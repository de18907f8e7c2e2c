//! SM-2 Review Scheduler
//!
//! Simplified SuperMemo-2. Each review takes the prior interval, ease
//! factor and answer counters plus an answer quality and produces the next
//! interval, ease factor and due date.
//!
//! Quality ratings (0-5):
//! - 0: no recall at all
//! - 1: incorrect, recognised the answer once shown
//! - 2: incorrect, answer felt familiar
//! - 3: correct with serious difficulty
//! - 4: correct after hesitation
//! - 5: perfect recall
//!
//! Answers rated 3 or above count as correct.

use serde::{Deserialize, Serialize};

use crate::sanitize::{sanitize_ease_factor, sanitize_state};
use crate::types::{
    IntervalPreview, ReviewOutcome, ReviewState, DAY_MS, MAX_INTERVAL_DAYS, MIN_EASE_FACTOR,
};

/// Lowest quality that still counts as a correct answer
pub const PASSING_QUALITY: u8 = 3;

pub const MAX_QUALITY: u8 = 5;

const FAST_RESPONSE_MS: i64 = 4_000;
const SLOW_RESPONSE_MS: i64 = 12_000;

/// Answer quality, always within 0..=5
#[derive(Clone, Copy, Debug, PartialEq, Eq, PartialOrd, Ord, Hash, Serialize, Deserialize)]
#[serde(from = "i64", into = "u8")]
pub struct Quality(u8);

impl Quality {
    pub fn new(raw: i64) -> Self {
        Self(raw.clamp(0, MAX_QUALITY as i64) as u8)
    }

    pub fn value(self) -> u8 {
        self.0
    }

    pub fn is_correct(self) -> bool {
        self.0 >= PASSING_QUALITY
    }

    /// Derive a quality when the client only reports correctness.
    pub fn from_answer(is_correct: bool, response_time_ms: Option<i64>) -> Self {
        match (is_correct, response_time_ms) {
            (false, None) => Self(0),
            (false, Some(_)) => Self(1),
            (true, None) => Self(4),
            (true, Some(ms)) if ms < FAST_RESPONSE_MS => Self(5),
            (true, Some(ms)) if ms < SLOW_RESPONSE_MS => Self(4),
            (true, Some(_)) => Self(3),
        }
    }

    pub fn all() -> impl Iterator<Item = Quality> {
        (0..=MAX_QUALITY).map(Quality)
    }
}

impl From<i64> for Quality {
    fn from(raw: i64) -> Self {
        Self::new(raw)
    }
}

impl From<Quality> for u8 {
    fn from(quality: Quality) -> Self {
        quality.0
    }
}

/// `EF' = EF + (0.1 - (5 - q) * (0.08 + (5 - q) * 0.02))`, floored at 1.3
pub fn next_ease_factor(ease_factor: f64, quality: Quality) -> f64 {
    let ease = sanitize_ease_factor(ease_factor);
    let miss = (MAX_QUALITY - quality.value()) as f64;
    (ease + (0.1 - miss * (0.08 + miss * 0.02))).max(MIN_EASE_FACTOR)
}

pub fn schedule(state: &ReviewState, quality: Quality, now_ms: i64) -> ReviewOutcome {
    let prior = sanitize_state(state);
    let correct = quality.is_correct();
    let mut next = prior;

    let interval_days = if correct {
        next.correct_count = prior.correct_count.saturating_add(1);
        next.repetitions = prior.repetitions.saturating_add(1);
        let interval = match prior.repetitions {
            0 => 1,
            1 => 6,
            _ => grow_interval(prior.interval_days, prior.ease_factor),
        };
        interval.max(prior.interval_days)
    } else {
        next.incorrect_count = prior.incorrect_count.saturating_add(1);
        next.repetitions = 0;
        1
    }
    .clamp(1, MAX_INTERVAL_DAYS);

    next.interval_days = interval_days;
    next.ease_factor = next_ease_factor(prior.ease_factor, quality);

    ReviewOutcome {
        state: next,
        interval_days,
        ease_factor: next.ease_factor,
        next_review_ms: now_ms.saturating_add(interval_days.saturating_mul(DAY_MS)),
        correct,
    }
}

/// Interval and ease every quality would produce from `state`
pub fn preview(state: &ReviewState, now_ms: i64) -> Vec<IntervalPreview> {
    Quality::all()
        .map(|quality| {
            let outcome = schedule(state, quality, now_ms);
            IntervalPreview {
                quality: quality.value(),
                interval_days: outcome.interval_days,
                ease_factor: outcome.ease_factor,
            }
        })
        .collect()
}

fn grow_interval(interval_days: i64, ease_factor: f64) -> i64 {
    let base = interval_days.max(1);
    let grown = (base as f64 * ease_factor).round();
    if grown >= MAX_INTERVAL_DAYS as f64 {
        return MAX_INTERVAL_DAYS;
    }
    (grown as i64).max(base + 1)
}

#[cfg(test)]
mod tests {
    use super::*;
    use crate::types::DEFAULT_EASE_FACTOR;

    const NOW: i64 = 1_700_000_000_000;

    fn reviewed(interval_days: i64, ease_factor: f64, repetitions: u32) -> ReviewState {
        ReviewState {
            interval_days,
            ease_factor,
            repetitions,
            correct_count: repetitions,
            incorrect_count: 0,
        }
    }

    #[test]
    fn test_quality_clamps() {
        assert_eq!(Quality::new(-3).value(), 0);
        assert_eq!(Quality::new(9).value(), 5);
        assert_eq!(Quality::new(3).value(), 3);
        assert!(Quality::new(3).is_correct());
        assert!(!Quality::new(2).is_correct());
    }

    #[test]
    fn test_quality_deserializes_clamped() {
        let q: Quality = serde_json::from_str("42").unwrap();
        assert_eq!(q.value(), 5);
        assert_eq!(serde_json::to_string(&Quality::new(4)).unwrap(), "4");
    }

    #[test]
    fn test_quality_from_answer() {
        assert_eq!(Quality::from_answer(false, None).value(), 0);
        assert_eq!(Quality::from_answer(false, Some(800)).value(), 1);
        assert_eq!(Quality::from_answer(true, Some(1_500)).value(), 5);
        assert_eq!(Quality::from_answer(true, Some(6_000)).value(), 4);
        assert_eq!(Quality::from_answer(true, Some(30_000)).value(), 3);
        assert_eq!(Quality::from_answer(true, None).value(), 4);
    }

    #[test]
    fn test_quality_from_answer_time_boundaries() {
        assert_eq!(Quality::from_answer(true, Some(0)).value(), 5);
        assert_eq!(Quality::from_answer(true, Some(3_999)).value(), 5);
        assert_eq!(Quality::from_answer(true, Some(4_000)).value(), 4);
        assert_eq!(Quality::from_answer(true, Some(11_999)).value(), 4);
        assert_eq!(Quality::from_answer(true, Some(12_000)).value(), 3);
        assert_eq!(Quality::from_answer(false, Some(0)).value(), 1);
        assert_eq!(Quality::from_answer(false, Some(12_000)).value(), 1);
    }

    #[test]
    fn test_first_correct_review() {
        let outcome = schedule(&ReviewState::default(), Quality::new(4), NOW);
        assert_eq!(outcome.interval_days, 1);
        assert_eq!(outcome.state.repetitions, 1);
        assert_eq!(outcome.state.correct_count, 1);
        assert_eq!(outcome.next_review_ms, NOW + DAY_MS);
        assert!(outcome.correct);
    }

    #[test]
    fn test_second_correct_review() {
        let outcome = schedule(&reviewed(1, 2.5, 1), Quality::new(4), NOW);
        assert_eq!(outcome.interval_days, 6);
        assert_eq!(outcome.next_review_ms, NOW + 6 * DAY_MS);
    }

    #[test]
    fn test_subsequent_review_multiplies_by_prior_ease() {
        let outcome = schedule(&reviewed(10, 2.5, 4), Quality::new(5), NOW);
        assert_eq!(outcome.interval_days, 25);
        assert!((outcome.ease_factor - 2.6).abs() < 1e-9);
    }

    #[test]
    fn test_incorrect_resets_interval_and_streak() {
        let mut state = reviewed(30, 2.5, 5);
        state.incorrect_count = 2;
        let outcome = schedule(&state, Quality::new(1), NOW);
        assert_eq!(outcome.interval_days, 1);
        assert_eq!(outcome.state.repetitions, 0);
        assert_eq!(outcome.state.incorrect_count, 3);
        assert_eq!(outcome.state.correct_count, 5);
        assert!(!outcome.correct);
    }

    #[test]
    fn test_ease_formula() {
        assert!((next_ease_factor(2.5, Quality::new(5)) - 2.6).abs() < 1e-9);
        assert!((next_ease_factor(2.5, Quality::new(4)) - 2.5).abs() < 1e-9);
        assert!((next_ease_factor(2.5, Quality::new(3)) - 2.36).abs() < 1e-9);
        assert!((next_ease_factor(2.5, Quality::new(0)) - 1.7).abs() < 1e-9);
    }

    #[test]
    fn test_ease_floor() {
        let mut state = reviewed(10, 1.4, 3);
        for _ in 0..5 {
            let outcome = schedule(&state, Quality::new(0), NOW);
            assert!(outcome.ease_factor >= MIN_EASE_FACTOR);
            state = outcome.state;
        }
        assert_eq!(state.ease_factor, MIN_EASE_FACTOR);
    }

    #[test]
    fn test_invalid_prior_state_is_sanitized() {
        let state = ReviewState {
            interval_days: -10,
            ease_factor: f64::NAN,
            ..ReviewState::default()
        };
        let outcome = schedule(&state, Quality::new(4), NOW);
        assert_eq!(outcome.interval_days, 1);
        assert!((outcome.ease_factor - DEFAULT_EASE_FACTOR).abs() < 1e-9);
    }

    #[test]
    fn test_interval_capped() {
        let outcome = schedule(&reviewed(30_000, 2.5, 10), Quality::new(5), NOW);
        assert_eq!(outcome.interval_days, MAX_INTERVAL_DAYS);
    }

    #[test]
    fn test_preview_covers_every_quality() {
        let previews = preview(&reviewed(6, 2.5, 2), NOW);
        assert_eq!(previews.len(), 6);
        assert!(previews[..3].iter().all(|p| p.interval_days == 1));
        assert_eq!(previews[4].interval_days, 15);
        assert_eq!(previews[5].interval_days, 15);
    }
}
□ □ □ □ □
* [Task requirements] Restate verbatim all lines from the start of the data through the line containing "Self(raw.clamp(0, MAX_QUALITY as", with both ends kept.

* [Task solution]
repository de18907f8e7c2e2c
//! SM-2 Review Scheduler
//!
//! Simplified SuperMemo-2. Each review takes the prior interval, ease
//! factor and answer counters plus an answer quality and produces the next
//! interval, ease factor and due date.
//!
//! Quality ratings (0-5):
//! - 0: no recall at all
//! - 1: incorrect, recognised the answer once shown
//! - 2: incorrect, answer felt familiar
//! - 3: correct with serious difficulty
//! - 4: correct after hesitation
//! - 5: perfect recall
//!
//! Answers rated 3 or above count as correct.

use serde::{Deserialize, Serialize};

use crate::sanitize::{sanitize_ease_factor, sanitize_state};
use crate::types::{
    IntervalPreview, ReviewOutcome, ReviewState, DAY_MS, MAX_INTERVAL_DAYS, MIN_EASE_FACTOR,
};

/// Lowest quality that still counts as a correct answer
pub const PASSING_QUALITY: u8 = 3;

pub const MAX_QUALITY: u8 = 5;

const FAST_RESPONSE_MS: i64 = 4_000;
const SLOW_RESPONSE_MS: i64 = 12_000;

/// Answer quality, always within 0..=5
#[derive(Clone, Copy, Debug, PartialEq, Eq, PartialOrd, Ord, Hash, Serialize, Deserialize)]
#[serde(from = "i64", into = "u8")]
pub struct Quality(u8);

impl Quality {
    pub fn new(raw: i64) -> Self {
        Self(raw.clamp(0, MAX_QUALITY as i64) as u8)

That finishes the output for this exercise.